Each line in the entries below that holds the string "bool" must be copied.
** Source information follows **
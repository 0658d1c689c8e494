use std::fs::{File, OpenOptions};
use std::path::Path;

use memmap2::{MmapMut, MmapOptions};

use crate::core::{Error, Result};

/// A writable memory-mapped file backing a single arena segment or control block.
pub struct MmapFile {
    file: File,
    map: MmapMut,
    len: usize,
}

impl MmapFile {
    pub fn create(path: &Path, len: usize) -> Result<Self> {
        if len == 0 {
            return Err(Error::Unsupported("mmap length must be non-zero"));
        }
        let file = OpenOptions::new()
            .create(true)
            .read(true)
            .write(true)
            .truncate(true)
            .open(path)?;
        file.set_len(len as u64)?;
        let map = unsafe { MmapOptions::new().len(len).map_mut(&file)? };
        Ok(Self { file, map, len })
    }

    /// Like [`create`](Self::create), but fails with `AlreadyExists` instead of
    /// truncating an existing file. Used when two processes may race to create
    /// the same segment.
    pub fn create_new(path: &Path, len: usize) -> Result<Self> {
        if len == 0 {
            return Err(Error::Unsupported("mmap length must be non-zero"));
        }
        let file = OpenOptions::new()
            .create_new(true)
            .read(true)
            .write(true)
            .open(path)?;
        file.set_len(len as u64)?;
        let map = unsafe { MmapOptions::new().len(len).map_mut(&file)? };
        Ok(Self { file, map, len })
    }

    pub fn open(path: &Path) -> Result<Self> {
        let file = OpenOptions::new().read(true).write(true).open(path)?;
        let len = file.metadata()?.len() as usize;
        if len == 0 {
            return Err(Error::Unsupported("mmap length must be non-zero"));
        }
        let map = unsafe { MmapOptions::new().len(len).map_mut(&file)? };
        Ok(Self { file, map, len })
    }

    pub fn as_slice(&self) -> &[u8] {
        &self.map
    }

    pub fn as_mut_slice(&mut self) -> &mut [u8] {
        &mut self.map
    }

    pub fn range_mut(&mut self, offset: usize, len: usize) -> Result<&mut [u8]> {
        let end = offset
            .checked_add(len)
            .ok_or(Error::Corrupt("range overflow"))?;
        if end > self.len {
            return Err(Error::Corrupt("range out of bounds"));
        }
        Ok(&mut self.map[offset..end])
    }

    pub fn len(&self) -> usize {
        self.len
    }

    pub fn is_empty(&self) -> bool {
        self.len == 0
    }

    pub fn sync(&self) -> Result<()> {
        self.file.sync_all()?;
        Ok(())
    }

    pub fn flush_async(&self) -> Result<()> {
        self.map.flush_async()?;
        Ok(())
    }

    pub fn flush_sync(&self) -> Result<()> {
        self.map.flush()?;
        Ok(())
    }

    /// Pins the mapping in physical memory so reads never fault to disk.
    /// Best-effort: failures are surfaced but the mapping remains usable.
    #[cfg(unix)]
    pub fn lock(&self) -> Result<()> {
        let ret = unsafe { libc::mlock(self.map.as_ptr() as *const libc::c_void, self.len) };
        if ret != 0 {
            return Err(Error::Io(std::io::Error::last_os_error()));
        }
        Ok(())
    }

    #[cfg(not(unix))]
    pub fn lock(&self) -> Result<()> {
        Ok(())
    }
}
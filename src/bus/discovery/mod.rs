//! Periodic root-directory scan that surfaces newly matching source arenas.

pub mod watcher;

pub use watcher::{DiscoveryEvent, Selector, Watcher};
** End of Source information **
** Source information follows **
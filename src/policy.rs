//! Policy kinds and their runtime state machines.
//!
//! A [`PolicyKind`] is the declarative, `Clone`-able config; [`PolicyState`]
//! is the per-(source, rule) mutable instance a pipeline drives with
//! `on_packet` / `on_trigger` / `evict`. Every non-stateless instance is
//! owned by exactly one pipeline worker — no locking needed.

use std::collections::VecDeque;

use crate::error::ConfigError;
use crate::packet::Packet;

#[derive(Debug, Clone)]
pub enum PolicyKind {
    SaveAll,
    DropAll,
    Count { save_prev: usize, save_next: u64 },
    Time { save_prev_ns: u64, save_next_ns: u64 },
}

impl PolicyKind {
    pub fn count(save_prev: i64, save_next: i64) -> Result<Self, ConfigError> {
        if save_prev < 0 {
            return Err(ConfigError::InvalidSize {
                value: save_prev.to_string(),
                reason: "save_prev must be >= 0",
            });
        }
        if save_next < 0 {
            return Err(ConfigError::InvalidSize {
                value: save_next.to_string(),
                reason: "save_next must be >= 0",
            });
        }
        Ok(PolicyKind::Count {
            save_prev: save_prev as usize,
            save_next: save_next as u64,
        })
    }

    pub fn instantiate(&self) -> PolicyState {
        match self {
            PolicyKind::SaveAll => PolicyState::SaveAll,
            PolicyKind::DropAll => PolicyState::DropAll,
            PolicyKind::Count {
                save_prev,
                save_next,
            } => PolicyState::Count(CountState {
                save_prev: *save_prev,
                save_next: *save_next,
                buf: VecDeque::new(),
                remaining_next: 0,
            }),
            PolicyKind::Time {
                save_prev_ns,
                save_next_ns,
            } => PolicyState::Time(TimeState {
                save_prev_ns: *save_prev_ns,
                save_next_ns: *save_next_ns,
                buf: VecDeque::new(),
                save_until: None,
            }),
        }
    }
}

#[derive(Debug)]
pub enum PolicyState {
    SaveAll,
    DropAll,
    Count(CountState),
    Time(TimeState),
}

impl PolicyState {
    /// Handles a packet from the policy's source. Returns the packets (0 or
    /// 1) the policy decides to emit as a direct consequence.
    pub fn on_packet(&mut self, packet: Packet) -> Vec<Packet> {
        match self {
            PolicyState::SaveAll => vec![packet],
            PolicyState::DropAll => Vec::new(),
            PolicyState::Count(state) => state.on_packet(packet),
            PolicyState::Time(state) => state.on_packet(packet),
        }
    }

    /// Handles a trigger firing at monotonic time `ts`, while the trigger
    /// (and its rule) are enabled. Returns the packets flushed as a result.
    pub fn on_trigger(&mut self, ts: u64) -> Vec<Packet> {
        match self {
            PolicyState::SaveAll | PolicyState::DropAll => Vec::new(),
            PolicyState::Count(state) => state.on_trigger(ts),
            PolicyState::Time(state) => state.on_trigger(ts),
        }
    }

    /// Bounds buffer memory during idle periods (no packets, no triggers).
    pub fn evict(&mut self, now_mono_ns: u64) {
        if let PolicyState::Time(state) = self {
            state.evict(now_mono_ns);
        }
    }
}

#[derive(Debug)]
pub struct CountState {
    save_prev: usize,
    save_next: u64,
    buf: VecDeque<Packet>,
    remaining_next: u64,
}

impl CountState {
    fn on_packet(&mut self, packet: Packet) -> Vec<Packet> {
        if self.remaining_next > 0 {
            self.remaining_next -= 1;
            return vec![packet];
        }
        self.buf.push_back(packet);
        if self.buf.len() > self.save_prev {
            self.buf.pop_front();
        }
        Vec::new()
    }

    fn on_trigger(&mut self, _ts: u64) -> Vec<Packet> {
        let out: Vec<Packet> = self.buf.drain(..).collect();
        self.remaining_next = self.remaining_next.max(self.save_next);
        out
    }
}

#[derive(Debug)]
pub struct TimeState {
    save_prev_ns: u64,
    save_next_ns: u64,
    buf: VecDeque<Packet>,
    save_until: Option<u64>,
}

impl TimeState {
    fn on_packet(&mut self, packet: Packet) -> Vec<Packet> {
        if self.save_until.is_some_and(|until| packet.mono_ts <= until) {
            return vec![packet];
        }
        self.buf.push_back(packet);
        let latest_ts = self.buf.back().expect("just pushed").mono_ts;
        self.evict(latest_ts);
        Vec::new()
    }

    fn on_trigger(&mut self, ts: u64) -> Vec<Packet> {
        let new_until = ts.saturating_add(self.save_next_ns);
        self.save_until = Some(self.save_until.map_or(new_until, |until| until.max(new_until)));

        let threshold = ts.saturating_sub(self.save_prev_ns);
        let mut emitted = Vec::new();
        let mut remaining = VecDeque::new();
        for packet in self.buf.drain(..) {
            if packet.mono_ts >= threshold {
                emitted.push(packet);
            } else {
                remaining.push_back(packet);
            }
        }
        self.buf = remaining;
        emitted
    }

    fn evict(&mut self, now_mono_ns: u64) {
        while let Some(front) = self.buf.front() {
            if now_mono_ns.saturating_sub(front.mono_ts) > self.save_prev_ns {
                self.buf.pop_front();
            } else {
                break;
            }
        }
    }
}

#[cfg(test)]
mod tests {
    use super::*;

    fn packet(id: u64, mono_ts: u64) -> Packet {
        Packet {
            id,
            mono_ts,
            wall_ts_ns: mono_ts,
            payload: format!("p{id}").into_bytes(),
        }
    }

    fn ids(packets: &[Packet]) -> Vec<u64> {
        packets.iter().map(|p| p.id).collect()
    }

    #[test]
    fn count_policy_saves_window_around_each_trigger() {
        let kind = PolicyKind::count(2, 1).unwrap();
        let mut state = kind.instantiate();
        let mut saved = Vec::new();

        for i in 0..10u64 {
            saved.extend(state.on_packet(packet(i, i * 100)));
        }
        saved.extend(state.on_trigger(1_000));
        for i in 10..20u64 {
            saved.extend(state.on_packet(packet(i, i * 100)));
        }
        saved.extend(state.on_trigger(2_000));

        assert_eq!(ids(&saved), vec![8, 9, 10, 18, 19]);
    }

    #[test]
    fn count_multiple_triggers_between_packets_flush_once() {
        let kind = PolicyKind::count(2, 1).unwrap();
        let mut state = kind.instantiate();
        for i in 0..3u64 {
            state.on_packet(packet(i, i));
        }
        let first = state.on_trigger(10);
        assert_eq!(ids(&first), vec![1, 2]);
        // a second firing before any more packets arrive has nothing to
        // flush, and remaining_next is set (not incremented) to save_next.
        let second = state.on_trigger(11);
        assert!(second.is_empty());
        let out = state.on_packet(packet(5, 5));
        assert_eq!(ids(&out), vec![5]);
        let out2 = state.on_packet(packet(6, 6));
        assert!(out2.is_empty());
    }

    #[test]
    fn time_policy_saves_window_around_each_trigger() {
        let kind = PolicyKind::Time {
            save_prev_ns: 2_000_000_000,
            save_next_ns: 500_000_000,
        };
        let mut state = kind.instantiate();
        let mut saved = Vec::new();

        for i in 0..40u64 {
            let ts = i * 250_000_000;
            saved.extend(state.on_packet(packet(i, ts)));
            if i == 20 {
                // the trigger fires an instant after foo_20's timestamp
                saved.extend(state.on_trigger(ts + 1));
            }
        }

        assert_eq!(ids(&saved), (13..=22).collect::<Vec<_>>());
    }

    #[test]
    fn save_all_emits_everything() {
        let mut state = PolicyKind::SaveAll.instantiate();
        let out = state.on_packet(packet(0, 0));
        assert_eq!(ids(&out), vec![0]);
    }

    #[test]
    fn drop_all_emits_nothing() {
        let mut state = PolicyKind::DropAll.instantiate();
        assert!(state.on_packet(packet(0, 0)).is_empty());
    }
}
** End of Source information **
** Source information follows **
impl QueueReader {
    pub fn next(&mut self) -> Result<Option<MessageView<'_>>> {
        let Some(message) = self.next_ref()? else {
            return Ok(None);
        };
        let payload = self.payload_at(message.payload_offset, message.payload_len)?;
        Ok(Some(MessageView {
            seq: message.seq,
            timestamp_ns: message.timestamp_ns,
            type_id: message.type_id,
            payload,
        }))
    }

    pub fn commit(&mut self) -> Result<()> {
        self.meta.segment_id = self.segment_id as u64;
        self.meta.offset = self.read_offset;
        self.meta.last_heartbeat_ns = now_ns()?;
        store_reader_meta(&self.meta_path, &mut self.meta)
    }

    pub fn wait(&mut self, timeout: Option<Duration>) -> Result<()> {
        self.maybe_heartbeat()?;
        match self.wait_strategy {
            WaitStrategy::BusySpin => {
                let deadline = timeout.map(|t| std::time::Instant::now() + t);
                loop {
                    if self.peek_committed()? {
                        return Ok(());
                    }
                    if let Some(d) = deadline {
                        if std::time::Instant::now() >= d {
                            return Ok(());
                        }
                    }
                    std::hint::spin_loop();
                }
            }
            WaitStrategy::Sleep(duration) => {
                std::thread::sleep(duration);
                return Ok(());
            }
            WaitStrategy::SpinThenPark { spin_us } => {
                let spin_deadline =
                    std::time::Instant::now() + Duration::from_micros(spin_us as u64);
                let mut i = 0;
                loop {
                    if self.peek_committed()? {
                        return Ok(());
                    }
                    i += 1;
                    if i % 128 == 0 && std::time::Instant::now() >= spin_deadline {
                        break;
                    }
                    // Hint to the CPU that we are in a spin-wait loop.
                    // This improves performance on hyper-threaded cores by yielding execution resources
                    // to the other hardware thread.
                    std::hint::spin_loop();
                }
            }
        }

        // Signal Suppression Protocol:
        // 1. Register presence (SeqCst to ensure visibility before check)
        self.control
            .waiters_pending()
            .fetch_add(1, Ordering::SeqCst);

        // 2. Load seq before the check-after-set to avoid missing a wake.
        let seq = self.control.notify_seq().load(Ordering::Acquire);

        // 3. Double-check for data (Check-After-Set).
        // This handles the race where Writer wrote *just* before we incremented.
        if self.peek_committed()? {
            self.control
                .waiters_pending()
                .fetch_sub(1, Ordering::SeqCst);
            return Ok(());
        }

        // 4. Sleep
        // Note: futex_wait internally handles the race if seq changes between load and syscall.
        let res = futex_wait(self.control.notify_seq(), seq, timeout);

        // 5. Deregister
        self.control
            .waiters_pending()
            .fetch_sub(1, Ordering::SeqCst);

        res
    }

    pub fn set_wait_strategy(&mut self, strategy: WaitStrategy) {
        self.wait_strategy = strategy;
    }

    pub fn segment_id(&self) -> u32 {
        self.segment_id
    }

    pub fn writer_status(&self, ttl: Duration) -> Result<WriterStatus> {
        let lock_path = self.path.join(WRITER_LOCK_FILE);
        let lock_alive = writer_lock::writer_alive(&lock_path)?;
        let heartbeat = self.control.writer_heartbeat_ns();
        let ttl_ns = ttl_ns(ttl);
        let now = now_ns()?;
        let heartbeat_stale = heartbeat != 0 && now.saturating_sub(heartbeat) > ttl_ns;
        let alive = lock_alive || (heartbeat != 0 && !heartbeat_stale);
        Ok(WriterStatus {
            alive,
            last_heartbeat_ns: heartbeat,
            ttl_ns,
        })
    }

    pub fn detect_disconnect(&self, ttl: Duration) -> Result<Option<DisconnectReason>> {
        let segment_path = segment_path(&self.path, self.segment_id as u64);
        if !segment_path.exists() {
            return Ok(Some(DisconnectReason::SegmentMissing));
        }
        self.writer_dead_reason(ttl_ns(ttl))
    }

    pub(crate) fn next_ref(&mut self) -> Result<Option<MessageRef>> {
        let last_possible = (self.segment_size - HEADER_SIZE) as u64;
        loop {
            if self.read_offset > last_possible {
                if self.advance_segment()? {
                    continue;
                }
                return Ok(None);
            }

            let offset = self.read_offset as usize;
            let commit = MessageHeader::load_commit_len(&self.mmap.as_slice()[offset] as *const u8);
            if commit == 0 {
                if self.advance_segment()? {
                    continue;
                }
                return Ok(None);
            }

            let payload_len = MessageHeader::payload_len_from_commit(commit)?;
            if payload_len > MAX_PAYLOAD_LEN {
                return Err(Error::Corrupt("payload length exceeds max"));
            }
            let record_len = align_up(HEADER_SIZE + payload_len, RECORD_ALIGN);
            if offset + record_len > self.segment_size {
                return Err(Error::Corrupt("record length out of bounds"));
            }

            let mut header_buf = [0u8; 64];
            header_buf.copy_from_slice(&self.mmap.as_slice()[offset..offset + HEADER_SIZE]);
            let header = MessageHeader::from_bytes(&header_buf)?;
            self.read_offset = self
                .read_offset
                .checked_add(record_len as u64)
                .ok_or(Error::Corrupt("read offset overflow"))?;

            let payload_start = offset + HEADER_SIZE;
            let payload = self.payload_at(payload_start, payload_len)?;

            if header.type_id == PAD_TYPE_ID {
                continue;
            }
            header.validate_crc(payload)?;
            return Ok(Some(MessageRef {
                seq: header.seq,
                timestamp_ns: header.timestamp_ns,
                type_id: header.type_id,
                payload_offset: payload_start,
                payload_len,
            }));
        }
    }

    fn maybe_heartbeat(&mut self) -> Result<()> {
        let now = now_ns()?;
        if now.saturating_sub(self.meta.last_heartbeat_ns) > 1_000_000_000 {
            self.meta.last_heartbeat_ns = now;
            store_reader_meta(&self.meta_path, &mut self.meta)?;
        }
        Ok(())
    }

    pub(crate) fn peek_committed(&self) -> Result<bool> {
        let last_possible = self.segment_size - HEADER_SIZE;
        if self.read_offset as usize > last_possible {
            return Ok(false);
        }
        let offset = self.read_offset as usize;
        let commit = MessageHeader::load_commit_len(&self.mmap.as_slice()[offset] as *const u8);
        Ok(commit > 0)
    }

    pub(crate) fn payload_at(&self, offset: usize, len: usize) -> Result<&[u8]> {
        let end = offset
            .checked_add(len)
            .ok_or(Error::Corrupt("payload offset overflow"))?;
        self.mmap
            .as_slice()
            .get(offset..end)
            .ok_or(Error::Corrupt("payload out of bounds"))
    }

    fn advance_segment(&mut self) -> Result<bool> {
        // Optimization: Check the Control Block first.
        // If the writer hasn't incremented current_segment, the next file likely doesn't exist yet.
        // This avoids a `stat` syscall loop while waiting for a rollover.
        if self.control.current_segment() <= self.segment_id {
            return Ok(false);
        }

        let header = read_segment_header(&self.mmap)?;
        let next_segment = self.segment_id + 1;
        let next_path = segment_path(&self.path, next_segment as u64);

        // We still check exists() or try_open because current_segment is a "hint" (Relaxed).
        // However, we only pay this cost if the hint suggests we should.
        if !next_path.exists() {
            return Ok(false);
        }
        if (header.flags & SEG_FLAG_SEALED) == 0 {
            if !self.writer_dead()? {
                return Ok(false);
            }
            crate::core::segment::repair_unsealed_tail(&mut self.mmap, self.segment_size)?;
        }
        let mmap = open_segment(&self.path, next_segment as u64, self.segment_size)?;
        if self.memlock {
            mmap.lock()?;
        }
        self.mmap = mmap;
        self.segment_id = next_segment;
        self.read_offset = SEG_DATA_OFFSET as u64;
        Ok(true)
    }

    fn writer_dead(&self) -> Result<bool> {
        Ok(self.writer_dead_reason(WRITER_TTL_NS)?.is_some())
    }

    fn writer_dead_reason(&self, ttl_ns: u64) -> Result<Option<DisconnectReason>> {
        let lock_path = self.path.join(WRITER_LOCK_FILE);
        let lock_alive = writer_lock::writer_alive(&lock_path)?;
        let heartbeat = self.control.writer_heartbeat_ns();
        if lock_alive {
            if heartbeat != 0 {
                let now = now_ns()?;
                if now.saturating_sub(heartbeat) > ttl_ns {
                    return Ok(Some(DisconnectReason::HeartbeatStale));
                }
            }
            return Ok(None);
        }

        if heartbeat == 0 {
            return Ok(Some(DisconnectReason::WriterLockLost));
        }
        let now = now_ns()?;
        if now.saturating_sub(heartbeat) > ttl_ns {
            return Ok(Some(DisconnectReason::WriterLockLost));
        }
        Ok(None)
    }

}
** End of Source information **
* Answer *
    pub fn is_empty(&self) -> bool {
    pub(crate) fn peek_committed(&self) -> Result<bool> {
    fn advance_segment(&mut self) -> Result<bool> {
    fn writer_dead(&self) -> Result<bool> {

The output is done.